### Exercise instructions
Would you reproduce, without any alteration, the lines from the opening line of the entries through the line that has "for uploaded images." in it?

### Stored items

● ● ● ● ● ● ●

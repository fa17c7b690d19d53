//! LLM providers used by the analysis and translation functions.

pub mod mock;
pub mod openai_compat;

pub use mock::MockProvider;
pub use openai_compat::{OpenAiCompatProvider, DEFAULT_BASE_URL, DEFAULT_MODEL};
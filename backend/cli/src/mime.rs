//! MIME type detection for uploaded images.

use std::path::Path;

/// Detect an image MIME type by file extension. Non-image files yield `None`.
pub fn detect_image_mime(path: &Path) -> Option<&'static str> {
    let ext = path
        .extension()
        .and_then(|e| e.to_str())
        .unwrap_or("")
        .to_lowercase();

    let mime = match ext.as_str() {
        "jpg" | "jpeg" => "image/jpeg",
        "png"          => "image/png",
        "gif"          => "image/gif",
        "webp"         => "image/webp",
        "avif"         => "image/avif",
        "bmp"          => "image/bmp",
        "heic"         => "image/heic",
        "tiff" | "tif" => "image/tiff",
        _ => return None,
    };
    Some(mime)
}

● ● ● ● ● ● ●

### Expected output
repository fa17c7b690d19d53
//! LLM providers used by the analysis and translation functions.

pub mod mock;
pub mod openai_compat;

pub use mock::MockProvider;
pub use openai_compat::{OpenAiCompatProvider, DEFAULT_BASE_URL, DEFAULT_MODEL};
filename backend/cli/src/mime.rs
//! MIME type detection for uploaded images.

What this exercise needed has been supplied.